With these musicians, and some skepticism, Ellington is invited to perform at the Newport Jazz Festival, 1956. What happened that night is written in the annals of jazz. Duke Ellington, he pulled out of his top hat creative two songs written in 1937, “Diminuendo in Blue” and “Crescendo in blue” and decided to above the stage to serve America, by separating them with just an interlude in charge of Gonsalves.

And there is the “miracle” occurred. The sweeping twenty-seven “chorus” followed by pure jazz and hard that he improvised the saxophonist, driven by a rhythmic exemplary turned to the story. The chairs were flying above the heads of the astonished and roaring spectators, and the next morning all the newspapers announced in big headlines “Ellington has become”.

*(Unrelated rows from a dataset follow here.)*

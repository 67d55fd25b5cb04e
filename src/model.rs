// Data shapes exchanged with the vault server.

use std::fmt;
use std::str::FromStr;

use base64::{engine::general_purpose::STANDARD, Engine as _};
use serde::{Deserialize, Serialize, Serializer};

/// Session token issued by `/registration` or `/authentication`.
///
/// Owned by the [`Shell`](crate::shell::Shell) and lent to the transport on
/// every call. Never persisted.
#[derive(Clone, Default, PartialEq, Eq)]
pub struct Session {
    token: String,
}

impl Session {
    pub fn new() -> Self {
        Self::default()
    }

    pub fn token(&self) -> &str {
        &self.token
    }

    pub fn is_authenticated(&self) -> bool {
        !self.token.is_empty()
    }

    /// Replace the current token, e.g. after logging in as another user.
    pub fn replace(&mut self, token: String) {
        self.token = token;
    }
}

impl fmt::Debug for Session {
    fn fmt(&self, f: &mut fmt::Formatter<'_>) -> fmt::Result {
        f.debug_struct("Session")
            .field("authenticated", &self.is_authenticated())
            .finish()
    }
}

/// Login request payload for both registration and authentication.
#[derive(Serialize, Deserialize, Debug, Clone, PartialEq, Eq)]
pub struct Credentials {
    pub login: String,
    pub password: String,
}

/// One stored record as listed by `/get_data`. Field names mirror the
/// server's JSON.
#[derive(Serialize, Deserialize, Debug, Clone, PartialEq, Eq)]
pub struct Record {
    #[serde(rename = "ID")]
    pub id: u64,
    #[serde(rename = "UserID")]
    pub owner_id: u64,
    #[serde(rename = "UserData")]
    pub payload: String,
    #[serde(rename = "DataType")]
    pub data_type: String,
}

impl Record {
    /// The record kind, if the server's tag is one this client understands.
    pub fn kind(&self) -> Option<RecordKind> {
        self.data_type.parse().ok()
    }
}

impl fmt::Display for Record {
    fn fmt(&self, f: &mut fmt::Formatter<'_>) -> fmt::Result {
        write!(
            f,
            "ID: {}, UserID: {}, Data: {}, DataType: {}",
            self.id, self.owner_id, self.payload, self.data_type
        )
    }
}

#[derive(Debug, Clone, Copy, PartialEq, Eq)]
pub enum RecordKind {
    Credential,
    Text,
    Binary,
}

impl RecordKind {
    pub const ALL: [RecordKind; 3] = [RecordKind::Credential, RecordKind::Text, RecordKind::Binary];

    /// Tag used in the `Data-Type` header and the `DataType` field.
    pub fn wire_tag(self) -> &'static str {
        match self {
            RecordKind::Credential => "log-pas",
            RecordKind::Text => "text",
            RecordKind::Binary => "binary",
        }
    }

    /// Content type announced when adding a record of this kind.
    pub fn content_type(self) -> &'static str {
        match self {
            RecordKind::Binary => "application/octet-stream",
            _ => "application/json",
        }
    }

    pub fn label(self) -> &'static str {
        match self {
            RecordKind::Credential => "credential (login/password)",
            RecordKind::Text => "text",
            RecordKind::Binary => "binary",
        }
    }
}

impl fmt::Display for RecordKind {
    fn fmt(&self, f: &mut fmt::Formatter<'_>) -> fmt::Result {
        f.write_str(self.wire_tag())
    }
}

impl FromStr for RecordKind {
    type Err = String;

    fn from_str(s: &str) -> Result<Self, Self::Err> {
        match s.trim() {
            "log-pas" | "key-pas" | "credential" => Ok(RecordKind::Credential),
            "text" => Ok(RecordKind::Text),
            "binary" => Ok(RecordKind::Binary),
            other => Err(format!("unknown record kind `{other}`")),
        }
    }
}

/// Kind-shaped field set built from user input and sent once.
///
/// The variant is the kind, so a draft can never carry fields of another
/// kind than the tag it is sent under.
#[derive(Serialize, Debug, Clone, PartialEq, Eq)]
#[serde(untagged)]
pub enum RecordDraft {
    Credential {
        login: String,
        password: String,
        #[serde(rename = "meta-info")]
        meta_info: String,
    },
    Text {
        text: String,
        #[serde(rename = "meta-info")]
        meta_info: String,
    },
    Binary {
        #[serde(rename = "meta-info")]
        meta_info: String,
        #[serde(rename = "binary-data", serialize_with = "as_base64")]
        binary_data: Vec<u8>,
    },
}

impl RecordDraft {
    pub fn kind(&self) -> RecordKind {
        match self {
            RecordDraft::Credential { .. } => RecordKind::Credential,
            RecordDraft::Text { .. } => RecordKind::Text,
            RecordDraft::Binary { .. } => RecordKind::Binary,
        }
    }

    pub fn meta_info(&self) -> &str {
        match self {
            RecordDraft::Credential { meta_info, .. }
            | RecordDraft::Text { meta_info, .. }
            | RecordDraft::Binary { meta_info, .. } => meta_info,
        }
    }
}

fn as_base64<S: Serializer>(bytes: &[u8], serializer: S) -> Result<S::Ok, S::Error> {
    serializer.serialize_str(&STANDARD.encode(bytes))
}

#[cfg(test)]
mod tests {
    use super::*;
    use serde_json::json;

    #[test]
    fn decodes_record_list() {
        let body = r#"[{"ID":1,"UserID":1,"UserData":"data1","DataType":"text"}]"#;
        let records: Vec<Record> = serde_json::from_str(body).unwrap();
        assert_eq!(
            records,
            vec![Record {
                id: 1,
                owner_id: 1,
                payload: "data1".into(),
                data_type: "text".into(),
            }]
        );
        assert_eq!(records[0].kind(), Some(RecordKind::Text));
    }

    #[test]
    fn unknown_data_type_has_no_kind() {
        let record = Record {
            id: 3,
            owner_id: 1,
            payload: String::new(),
            data_type: "card".into(),
        };
        assert_eq!(record.kind(), None);
    }

    #[test]
    fn kind_aliases() {
        assert_eq!("key-pas".parse::<RecordKind>(), Ok(RecordKind::Credential));
        assert_eq!("credential".parse::<RecordKind>(), Ok(RecordKind::Credential));
        assert_eq!(" binary ".parse::<RecordKind>(), Ok(RecordKind::Binary));
        assert!("exit".parse::<RecordKind>().is_err());
        assert_eq!(RecordKind::Credential.wire_tag(), "log-pas");
    }

    #[test]
    fn credential_draft_fields() {
        let draft = RecordDraft::Credential {
            login: "user".into(),
            password: "pass".into(),
            meta_info: "bank".into(),
        };
        assert_eq!(
            serde_json::to_value(&draft).unwrap(),
            json!({"login": "user", "password": "pass", "meta-info": "bank"})
        );
        assert_eq!(draft.kind(), RecordKind::Credential);
    }

    #[test]
    fn binary_draft_is_base64() {
        let draft = RecordDraft::Binary {
            meta_info: String::new(),
            binary_data: b"hi\x00".to_vec(),
        };
        assert_eq!(
            serde_json::to_value(&draft).unwrap(),
            json!({"meta-info": "", "binary-data": "aGkA"})
        );
    }

    #[test]
    fn session_debug_hides_token() {
        let mut session = Session::new();
        assert!(!session.is_authenticated());
        session.replace("secret-token".into());
        assert!(session.is_authenticated());
        assert!(!format!("{session:?}").contains("secret-token"));
    }
}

From there began the tour, the concerts all over the world, the recorded discs, and in the last ten years of his life devoted himself to composing suites and concerts sacral and his life was turned off when the May 24, 1974, a cancer ended his life. Ellington is forever, the throne of the greatest creators of jazz along to Louis Armstrong and Charlie Parker, and is without a doubt one of the greatest composers of the TWENTIETH Century, whatever the music that is considered, and its legacy is a cultural heritage that will always remain between us.

Billy Strayhorn

Billy Strayhorn studied in Pittsburgh, combining school with the piano and composition, which allowed him to enter as a very young orchestra student of the institute.

His life is inextricably linked to that of Duke Ellington, forming both a couple from the musical point of view it was a brilliance extraordinary. Of a reserved nature, in 1938, his life changed forever when he was brought before Ellington as a songwriter and composer, carrying under his arm a masterpiece timeless as it was “Lush Life”.

With such a letter of introduction, Ellington offered him to work for him, beginning a relationship that would last for twenty-eight years, right up until the death of the own Strayhorn, which took place in 1967.

The importance of their contribution to the success of Duke Ellington is huge, and his arrival coincided with one of the periods of greatest creativity of the orchestra of the Duke. Although it is difficult to discern where he began the work of one and the beginning of another, the truth is that both musicians formed a couple that offered to the jazz one of the best pages of your story.

Theirs were compositions that today you are the true standards of modern jazz, and it is necessary to emphasize: “Take the “A” Train”; “Chelsea Bridge”, the already quoted, “Lush Life” and the suites of “Such Sweet Thunder” or “Perfume Suite.”

His compositions have been versioned by many musicians, among them there are that highlights the tribute which they paid him two extraordinary musicians as they were, tenor saxophonist, Joe Henderson with his tribute album, titled “Lush Life” or the guitarist Jimmy Rowles with his tribute album entitled: “Plays Duke Ellington and Billy Strayhorn”.